*** Begin section ***

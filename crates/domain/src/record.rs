//! Test cases and result records.

use crate::check::Check;
use crate::request::RequestSpec;
use crate::verdict::Verdict;

/// One smoke-test case: a named request plus the checks on its response.
#[derive(Debug, Clone, PartialEq)]
pub struct TestCase {
    /// Case name, unique within the suite.
    pub name: String,
    /// Human-readable request-type label for the ledger.
    pub label: String,
    /// The request to issue.
    pub request: RequestSpec,
    /// Checks evaluated against the response.
    pub checks: Vec<Check>,
}

impl TestCase {
    /// Creates a new test case.
    #[must_use]
    pub fn new(
        name: impl Into<String>,
        label: impl Into<String>,
        request: RequestSpec,
        checks: Vec<Check>,
    ) -> Self {
        Self {
            name: name.into(),
            label: label.into(),
            request,
            checks,
        }
    }
}

/// One row of the result ledger.
///
/// Append-only; exactly one record is produced per executed case.
#[derive(Debug, Clone, PartialEq, Eq)]
pub struct ResultRecord {
    /// Local wall-clock timestamp, second precision.
    pub timestamp: String,
    /// Request-type label of the case.
    pub request_type: String,
    /// Case name.
    pub test_name: String,
    /// Status code of the completed call, or `-` when none was received.
    pub response: String,
    /// Final verdict.
    pub verdict: Verdict,
}

impl ResultRecord {
    /// Returns the record as ledger fields, in column order.
    #[must_use]
    pub fn fields(&self) -> [String; 5] {
        [
            self.timestamp.clone(),
            self.request_type.clone(),
            self.test_name.clone(),
            self.response.clone(),
            self.verdict.to_string(),
        ]
    }
}
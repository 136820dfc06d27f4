//! Clock port for time-related operations

use chrono::{DateTime, Local};

/// Port for reading the wall clock.
///
/// Ledger timestamps are local wall-clock time; this abstraction allows
/// testing timestamp-dependent code with a fixed implementation.
pub trait Clock: Send + Sync {
    /// Returns the current local timestamp.
    fn now(&self) -> DateTime<Local>;
}
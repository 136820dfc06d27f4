//! HTTP Client port

use std::future::Future;

use postcheck_domain::{RequestSpec, ResponseSpec};
use thiserror::Error;

/// Transport-level errors surfaced by HTTP client adapters.
#[derive(Debug, Error, Clone, PartialEq, Eq)]
pub enum HttpClientError {
    /// The request URL was rejected by the client.
    #[error("invalid URL: {0}")]
    InvalidUrl(String),

    /// The request did not complete within the configured timeout.
    #[error("request timed out after {timeout_ms} ms")]
    Timeout {
        /// The configured timeout in milliseconds.
        timeout_ms: u64,
    },

    /// The connection to the upstream host failed.
    #[error("connection failed: {0}")]
    ConnectionFailed(String),

    /// Any other transport-level failure.
    #[error("{0}")]
    Other(String),
}

/// Port for executing HTTP requests.
///
/// This trait abstracts the HTTP client implementation, allowing the case
/// runner to execute against an in-process stand-in instead of the live
/// upstream.
pub trait HttpClient: Send + Sync {
    /// Executes an HTTP request and returns the observed response.
    ///
    /// # Errors
    ///
    /// Returns an error if the request fails due to network issues,
    /// timeout, or other transport-level problems.
    fn execute(
        &self,
        request: &RequestSpec,
    ) -> impl Future<Output = Result<ResponseSpec, HttpClientError>> + Send;
}
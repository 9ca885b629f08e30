// Copyright 2026, Jeroen van Erp <jeroen@geeko.me>
// SPDX-License-Identifier: Apache-2.0
pub mod argo;
pub mod config;
pub mod constants;
pub mod error;
pub mod kkp;
pub mod kubernetes;
pub mod sync;
pub mod template;
pub mod types;

#[cfg(test)]
pub mod test_utils;
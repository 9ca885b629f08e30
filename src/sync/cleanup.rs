// Copyright 2026, Jeroen van Erp <jeroen@geeko.me>
// SPDX-License-Identifier: Apache-2.0

//! Cleanup of managed secrets whose user cluster has disappeared.
//!
//! Two independently enabled modes: immediate removal when the owning
//! seed is reachable and confirms the cluster is gone, and timeout-based
//! removal when the seed itself is unreachable. The timeout state lives
//! on the secret (the `timeout-start` label), never in process memory.

use crate::argo::ArgoConnector;
use crate::config::Config;
use crate::constants::labels;
use crate::error::Result;
use crate::kkp::UserCluster;
use k8s_openapi::api::core::v1::Secret;
use kube::ResourceExt;
use std::collections::HashSet;
use std::time::{Duration, SystemTime, UNIX_EPOCH};
use tracing::{info, instrument, warn};

/// Per-cycle cleanup counters
#[derive(Debug, Default, Clone, Copy)]
pub struct CleanupOutcome {
    /// Secrets deleted (both modes)
    pub deleted: usize,
    /// Secrets freshly stamped with a timeout marker
    pub marked: usize,
    /// Secrets skipped as invalid or with an unparseable marker
    pub skipped: usize,
}

/// State of one managed secret, re-derived every cycle.
/// Variants are checked in priority order; the first match wins.
#[derive(Debug, Clone, PartialEq, Eq)]
pub enum Classification {
    /// Missing an identity label; foreign or corrupt, never touched
    Invalid { reason: &'static str },
    /// Its cluster was discovered this cycle
    Live,
    /// Seed reachable, cluster gone: upstream deletion is confirmed
    ConfirmedOrphan,
    /// Seed unreachable, no timeout marker yet
    TimeoutNotStarted,
    /// Seed unreachable, marker set, grace period still running
    TimeoutPending { since_millis: i64 },
    /// Seed unreachable, grace period elapsed
    TimeoutExpired { since_millis: i64 },
    /// Timeout marker exists but is not a unix-millis integer
    MarkerUnparseable,
}

/// Classify one managed secret against this cycle's snapshot.
///
/// The confirmed-absence check deliberately precedes the timeout check: a
/// seed flapping between reachable and unreachable must not restart the
/// timeout clock.
pub fn classify(
    secret: &Secret,
    live_cluster_ids: &HashSet<String>,
    reachable_seeds: &HashSet<String>,
    now_millis: i64,
    timeout: Duration,
) -> Classification {
    let secret_labels = secret.metadata.labels.clone().unwrap_or_default();

    let Some(cluster_id) = secret_labels.get(labels::CLUSTER_ID) else {
        return Classification::Invalid {
            reason: "missing cluster-id label",
        };
    };
    let Some(seed) = secret_labels.get(labels::SEED) else {
        return Classification::Invalid {
            reason: "missing seed label",
        };
    };

    if live_cluster_ids.contains(cluster_id) {
        return Classification::Live;
    }

    if reachable_seeds.contains(seed) {
        return Classification::ConfirmedOrphan;
    }

    match secret_labels.get(labels::TIMEOUT_START) {
        None => Classification::TimeoutNotStarted,
        Some(raw) => match raw.parse::<i64>() {
            Err(_) => Classification::MarkerUnparseable,
            Ok(since_millis) => {
                if now_millis - since_millis >= timeout.as_millis() as i64 {
                    Classification::TimeoutExpired { since_millis }
                } else {
                    Classification::TimeoutPending { since_millis }
                }
            }
        },
    }
}

/// Run cleanup for one cycle. A failed delete or update is logged and the
/// secret is retried next cycle from its persisted state.
#[instrument(skip_all)]
pub async fn run_cleanup(
    argo: &ArgoConnector,
    config: &Config,
    clusters: &[UserCluster],
    reachable_seeds: &[String],
    now_millis: i64,
) -> Result<CleanupOutcome> {
    let mut outcome = CleanupOutcome::default();
    if !config.cleanup_enabled() {
        return Ok(outcome);
    }

    let live_ids: HashSet<String> = clusters.iter().map(|c| c.id.clone()).collect();
    let reachable: HashSet<String> = reachable_seeds.iter().cloned().collect();

    for secret in argo.managed_secrets().await? {
        let name = secret.name_any();
        match classify(
            &secret,
            &live_ids,
            &reachable,
            now_millis,
            config.cluster_timeout,
        ) {
            Classification::Invalid { reason } => {
                warn!("Ignoring invalid managed secret {} ({})", name, reason);
                outcome.skipped += 1;
            }
            Classification::Live => {}
            Classification::ConfirmedOrphan => {
                if config.cleanup_removed_clusters {
                    info!("Deleting secret {} for removed cluster", name);
                    match argo.delete_secret(&name).await {
                        Ok(()) => outcome.deleted += 1,
                        Err(e) => warn!("Failed to delete secret {}: {}", name, e),
                    }
                }
            }
            Classification::TimeoutNotStarted => {
                if config.cleanup_timed_clusters {
                    info!(
                        "Seed unreachable, starting removal timeout for secret {}",
                        name
                    );
                    match argo
                        .replace_secret(&name, &with_timeout_marker(&secret, now_millis))
                        .await
                    {
                        Ok(()) => outcome.marked += 1,
                        Err(e) => warn!("Failed to stamp timeout on secret {}: {}", name, e),
                    }
                }
            }
            Classification::TimeoutPending { .. } => {}
            Classification::TimeoutExpired { since_millis } => {
                if config.cleanup_timed_clusters {
                    info!(
                        "Deleting secret {} whose seed has been unreachable since {}",
                        name, since_millis
                    );
                    match argo.delete_secret(&name).await {
                        Ok(()) => outcome.deleted += 1,
                        Err(e) => warn!("Failed to delete secret {}: {}", name, e),
                    }
                }
            }
            Classification::MarkerUnparseable => {
                warn!("Secret {} has an unparseable timeout marker", name);
                outcome.skipped += 1;
            }
        }
    }

    Ok(outcome)
}

fn with_timeout_marker(secret: &Secret, now_millis: i64) -> Secret {
    let mut stamped = secret.clone();
    stamped
        .metadata
        .labels
        .get_or_insert_with(Default::default)
        .insert(labels::TIMEOUT_START.to_string(), now_millis.to_string());
    stamped
}

/// Current wall clock as unix milliseconds, the persisted marker format
pub fn unix_millis_now() -> i64 {
    SystemTime::now()
        .duration_since(UNIX_EPOCH)
        .map(|d| d.as_millis() as i64)
        .unwrap_or_default()
}
// Copyright 2026, Jeroen van Erp <jeroen@geeko.me>
// SPDX-License-Identifier: Apache-2.0

//! The reconciliation engine: periodic loop, secret synthesis, and the
//! orphaned-secret cleanup state machine.

pub mod cleanup;
pub mod engine;
pub mod synthesis;

pub use engine::{Bridge, CycleSummary};
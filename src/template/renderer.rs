// Copyright 2026, Jeroen van Erp <jeroen@geeko.me>
// SPDX-License-Identifier: Apache-2.0

//! Handlebars rendering of the cluster secret template and projection of
//! the result into the `{name, labels, annotations, data}` shape.

use crate::error::{BridgeError, Result};
use crate::template::TemplateContext;
use base64::{engine::general_purpose::STANDARD as BASE64, Engine as _};
use handlebars::{handlebars_helper, Handlebars};
use serde_yaml::Value;
use std::collections::BTreeMap;

const TEMPLATE_NAME: &str = "cluster-secret";

handlebars_helper!(base64_helper: |v: str| BASE64.encode(v.as_bytes()));

/// A rendered cluster secret document, flattened to string maps.
/// Data values become the secret's byte values on upsert.
#[derive(Debug, Clone, PartialEq)]
pub struct RenderedSecret {
    pub name: String,
    pub labels: BTreeMap<String, String>,
    pub annotations: BTreeMap<String, String>,
    pub data: BTreeMap<String, String>,
}

pub struct Renderer {
    handlebars: Handlebars<'static>,
}

impl Renderer {
    /// Compile the template. Fails on malformed template source, which is
    /// fatal at startup.
    pub fn new(template_source: &str) -> Result<Self> {
        let mut handlebars = Handlebars::new();
        // Undefined fields in the template must fail the render, not
        // silently produce empty strings.
        handlebars.set_strict_mode(true);
        // The output is YAML, not HTML: interpolated values must land
        // verbatim, base64 padding and URLs included.
        handlebars.register_escape_fn(handlebars::no_escape);
        handlebars.register_helper("base64", Box::new(base64_helper));
        handlebars
            .register_template_string(TEMPLATE_NAME, template_source)
            .map_err(|e| BridgeError::TemplateParse(Box::new(e)))?;
        Ok(Self { handlebars })
    }

    /// Render the template for one cluster and project the result.
    pub fn render(&self, context: &TemplateContext) -> Result<RenderedSecret> {
        let rendered = self.handlebars.render(TEMPLATE_NAME, context)?;
        let document: Value = serde_yaml::from_str(&rendered)?;
        project_document(&document)
    }
}

/// Project the dynamically typed document into the expected secret shape,
/// with a typed error on any mismatch.
fn project_document(document: &Value) -> Result<RenderedSecret> {
    if document.as_mapping().is_none() {
        return Err(BridgeError::Projection(
            "rendered document is not a mapping".to_string(),
        ));
    }

    let name = document
        .get("name")
        .and_then(Value::as_str)
        .ok_or_else(|| BridgeError::Projection("'name' must be a string".to_string()))?
        .to_string();

    Ok(RenderedSecret {
        name,
        labels: flatten_to_string_map(document.get("labels"), "labels")?,
        annotations: flatten_to_string_map(document.get("annotations"), "annotations")?,
        data: flatten_to_string_map(document.get("data"), "data")?,
    })
}

/// Flatten one document subtree into a string map. String values pass
/// through, everything else is serialized to its canonical JSON text.
fn flatten_to_string_map(value: Option<&Value>, key: &str) -> Result<BTreeMap<String, String>> {
    let value = value.ok_or_else(|| BridgeError::Flatten {
        key: key.to_string(),
        reason: "key is missing".to_string(),
    })?;
    let mapping = value.as_mapping().ok_or_else(|| BridgeError::Flatten {
        key: key.to_string(),
        reason: "value is not a mapping".to_string(),
    })?;

    let mut flattened = BTreeMap::new();
    for (k, v) in mapping {
        let k = k.as_str().ok_or_else(|| BridgeError::Flatten {
            key: key.to_string(),
            reason: "mapping contains a non-string key".to_string(),
        })?;
        let v = match v {
            Value::String(s) => s.clone(),
            other => serde_json::to_string(other)?,
        };
        flattened.insert(k.to_string(), v);
    }
    Ok(flattened)
}

#[cfg(test)]
mod tests {
    use super::*;
    use crate::constants::DEFAULT_CLUSTER_SECRET_TEMPLATE;
    use crate::template::context::{ClusterContext, CredentialsContext, ProjectContext};

    fn make_context() -> TemplateContext {
        TemplateContext {
            cluster: ClusterContext {
                id: "g9d7k2xq4m".to_string(),
                name: "staging".to_string(),
                seed: "europe-west".to_string(),
                labels: BTreeMap::new(),
                annotations: BTreeMap::new(),
                kubeconfig: "apiVersion: v1".to_string(),
            },
            project: ProjectContext {
                id: "x7f2kq9s4t".to_string(),
                name: "payments".to_string(),
                ..Default::default()
            },
            labels: BTreeMap::new(),
            annotations: BTreeMap::new(),
            credentials: CredentialsContext {
                server: "https://g9d7k2xq4m.europe-west.kkp.example.com:6443".to_string(),
                ca_data: "Q0EtREFUQQ==".to_string(),
                cert_data: "Q0VSVC1EQVRB".to_string(),
                key_data: "S0VZLURBVEE=".to_string(),
                token: String::new(),
            },
            base_label: "kkp-argo-bridge".to_string(),
            kkp_cluster_name: String::new(),
        }
    }

    #[test]
    fn test_default_template_renders() {
        let renderer = Renderer::new(DEFAULT_CLUSTER_SECRET_TEMPLATE).unwrap();
        let secret = renderer.render(&make_context()).unwrap();

        assert_eq!(secret.name, "g9d7k2xq4m");
        assert_eq!(
            secret.labels.get("argocd.argoproj.io/secret-type").unwrap(),
            "cluster"
        );
        assert_eq!(
            secret.annotations.get("kkp-project-id").unwrap(),
            "x7f2kq9s4t"
        );
        assert_eq!(secret.data.get("name").unwrap(), "staging");
        assert_eq!(
            secret.data.get("server").unwrap(),
            "https://g9d7k2xq4m.europe-west.kkp.example.com:6443"
        );
        assert!(secret.data.get("config").unwrap().contains("Q0EtREFUQQ=="));
    }

    #[test]
    fn test_rendering_is_deterministic() {
        let renderer = Renderer::new(DEFAULT_CLUSTER_SECRET_TEMPLATE).unwrap();
        let first = renderer.render(&make_context()).unwrap();
        let second = renderer.render(&make_context()).unwrap();
        assert_eq!(first, second);
    }

    #[test]
    fn test_undefined_field_fails_render() {
        let renderer = Renderer::new(
            "name: \"{{ cluster.id }}\"\nlabels: {}\nannotations: {}\ndata:\n  x: \"{{ cluster.no_such_field }}\"\n",
        )
        .unwrap();
        let result = renderer.render(&make_context());
        assert!(matches!(result, Err(BridgeError::TemplateRender(_))));
    }

    #[test]
    fn test_malformed_template_fails_compile() {
        let result = Renderer::new("name: {{ cluster.id");
        assert!(matches!(result, Err(BridgeError::TemplateParse(_))));
    }

    #[test]
    fn test_unparseable_output_is_a_document_error() {
        let renderer = Renderer::new("name: 'unterminated\nlabels: {}\n").unwrap();
        let result = renderer.render(&make_context());
        assert!(matches!(result, Err(BridgeError::DocumentParse(_))));
    }

    #[test]
    fn test_double_brace_values_are_not_html_escaped() {
        // base64 padding, ampersands and quotes must come through raw
        let renderer = Renderer::new(
            "name: \"{{ cluster.id }}\"\nlabels: {}\nannotations: {}\ndata:\n  ca: \"{{ credentials.ca_data }}\"\n  server: \"{{ credentials.server }}\"\n",
        )
        .unwrap();
        let mut context = make_context();
        context.credentials.server =
            "https://g9d7k2xq4m.example.com:6443/?a=1&b=2".to_string();

        let secret = renderer.render(&context).unwrap();

        assert_eq!(secret.data.get("ca").unwrap(), "Q0EtREFUQQ==");
        assert_eq!(
            secret.data.get("server").unwrap(),
            "https://g9d7k2xq4m.example.com:6443/?a=1&b=2"
        );
    }

    #[test]
    fn test_base64_helper() {
        let renderer = Renderer::new(
            "name: \"{{ cluster.id }}\"\nlabels: {}\nannotations: {}\ndata:\n  kubeconfig: \"{{ base64 cluster.kubeconfig }}\"\n",
        )
        .unwrap();
        let secret = renderer.render(&make_context()).unwrap();
        assert_eq!(
            secret.data.get("kubeconfig").unwrap(),
            &BASE64.encode("apiVersion: v1")
        );
    }

    #[test]
    fn test_missing_name_is_a_projection_error() {
        let renderer =
            Renderer::new("labels: {}\nannotations: {}\ndata: {}\n").unwrap();
        let result = renderer.render(&make_context());
        assert!(matches!(result, Err(BridgeError::Projection(_))));
    }

    #[test]
    fn test_non_mapping_labels_is_a_flatten_error() {
        let renderer = Renderer::new(
            "name: \"x\"\nlabels: just-a-string\nannotations: {}\ndata: {}\n",
        )
        .unwrap();
        let result = renderer.render(&make_context());
        match result {
            Err(BridgeError::Flatten { key, .. }) => assert_eq!(key, "labels"),
            other => panic!("expected flatten error, got {:?}", other.map(|_| ())),
        }
    }

    #[test]
    fn test_non_string_scalars_are_serialized() {
        let renderer = Renderer::new(
            "name: \"x\"\nlabels:\n  replicas: 3\n  enabled: true\nannotations: {}\ndata: {}\n",
        )
        .unwrap();
        let secret = renderer.render(&make_context()).unwrap();
        assert_eq!(secret.labels.get("replicas").unwrap(), "3");
        assert_eq!(secret.labels.get("enabled").unwrap(), "true");
    }
}
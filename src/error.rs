// Copyright 2026, Jeroen van Erp <jeroen@geeko.me>
// SPDX-License-Identifier: Apache-2.0
use thiserror::Error;

#[derive(Error, Debug)]
pub enum BridgeError {
    #[error("Kubernetes API error: {0}")]
    KubeError(#[from] kube::Error),

    #[error("Failed to parse kubeconfig: {0}")]
    KubeconfigError(String),

    #[error("Failed to parse secret template: {0}")]
    TemplateParse(#[from] Box<handlebars::TemplateError>),

    #[error("Failed to render secret template: {0}")]
    TemplateRender(#[from] handlebars::RenderError),

    #[error("Rendered secret is not valid YAML: {0}")]
    DocumentParse(#[from] serde_yaml::Error),

    #[error("Invalid secret document: {0}")]
    Projection(String),

    #[error("Cannot flatten '{key}' to a string map: {reason}")]
    Flatten { key: String, reason: String },

    #[error("Failed to decode cluster credentials: {0}")]
    CredentialDecode(String),

    #[error("JSON error: {0}")]
    JsonError(#[from] serde_json::Error),
}

pub type Result<T> = std::result::Result<T, BridgeError>;
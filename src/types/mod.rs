// Copyright 2026, Jeroen van Erp <jeroen@geeko.me>
// SPDX-License-Identifier: Apache-2.0

//! KKP custom resource types (kubermatic.k8c.io/v1).

pub mod cluster;
pub mod project;
pub mod seed;

pub use cluster::Cluster;
pub use project::Project;
pub use seed::Seed;
// Copyright 2026, Jeroen van Erp <jeroen@geeko.me>
// SPDX-License-Identifier: Apache-2.0
use kube::CustomResource;
use serde::{Deserialize, Serialize};

#[derive(CustomResource, Serialize, Deserialize, Clone, Debug, schemars::JsonSchema)]
#[kube(group = "kubermatic.k8c.io", version = "v1", kind = "Seed")]
#[kube(namespaced)]
#[serde(rename_all = "camelCase")]
pub struct SeedSpec {
    /// Reference to the secret holding the kubeconfig for this seed cluster.
    pub kubeconfig: SecretReference,
    #[serde(skip_serializing_if = "Option::is_none")]
    pub country: Option<String>,
    #[serde(skip_serializing_if = "Option::is_none")]
    pub location: Option<String>,
}

#[derive(Serialize, Deserialize, Clone, Debug, schemars::JsonSchema)]
#[serde(rename_all = "camelCase")]
pub struct SecretReference {
    pub name: String,
    pub namespace: String,
}
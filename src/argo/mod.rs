// Copyright 2026, Jeroen van Erp <jeroen@geeko.me>
// SPDX-License-Identifier: Apache-2.0

//! Argo CD side: secret CRUD in the target namespace and the pure
//! label/annotation merge algorithm.

pub mod connector;
pub mod merge;

pub use connector::ArgoConnector;
// Copyright 2026, Jeroen van Erp <jeroen@geeko.me>
// SPDX-License-Identifier: Apache-2.0

//! Cluster secret templating: context assembly, handlebars rendering, and
//! projection of the rendered document into the expected secret shape.

pub mod context;
pub mod renderer;

pub use context::TemplateContext;
pub use renderer::{RenderedSecret, Renderer};
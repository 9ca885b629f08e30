// Copyright 2026, Jeroen van Erp <jeroen@geeko.me>
// SPDX-License-Identifier: Apache-2.0

//! Pure merge of rendered labels/annotations into a secret's existing
//! metadata, with drift removal driven by the last-applied key set.

use crate::error::Result;
use std::collections::BTreeMap;

/// Prefix of keys owned by the bridge. Reserved keys are never tracked in
/// the last-applied sets and never removed by drift cleanup.
const RESERVED_PREFIX: &str = "kkp-argo-bridge/";

pub fn is_reserved_key(key: &str) -> bool {
    key.starts_with(RESERVED_PREFIX)
}

/// The keys to record as applied for this sync: everything rendered,
/// minus the bridge's own reserved keys.
pub fn tracked_keys(rendered: &BTreeMap<String, String>) -> Vec<String> {
    rendered
        .keys()
        .filter(|k| !is_reserved_key(k))
        .cloned()
        .collect()
}

/// JSON encoding of [`tracked_keys`], the persisted bookkeeping format.
pub fn encode_tracked_keys(rendered: &BTreeMap<String, String>) -> Result<String> {
    Ok(serde_json::to_string(&tracked_keys(rendered))?)
}

/// Merge rendered keys into the existing map:
/// - rendered keys overlay existing keys (add or update)
/// - keys recorded in `last_applied` (a JSON array from the previous sync)
///   that the template no longer produces are removed
/// - keys never recorded as applied are left alone, so out-of-band edits
///   survive
pub fn merge_metadata(
    existing: &BTreeMap<String, String>,
    rendered: &BTreeMap<String, String>,
    last_applied: Option<&str>,
) -> Result<BTreeMap<String, String>> {
    let mut merged = existing.clone();
    for (key, value) in rendered {
        merged.insert(key.clone(), value.clone());
    }

    if let Some(raw) = last_applied {
        let previous_keys: Vec<String> = serde_json::from_str(raw)?;
        for key in previous_keys {
            if !rendered.contains_key(&key) && !is_reserved_key(&key) {
                merged.remove(&key);
            }
        }
    }

    Ok(merged)
}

*** End section ***

◆ Task item
Which lines above contain the word "ProjectContext"? Copy each one.

◆ Final answer
    use crate::template::context::{ClusterContext, CredentialsContext, ProjectContext};
            project: ProjectContext {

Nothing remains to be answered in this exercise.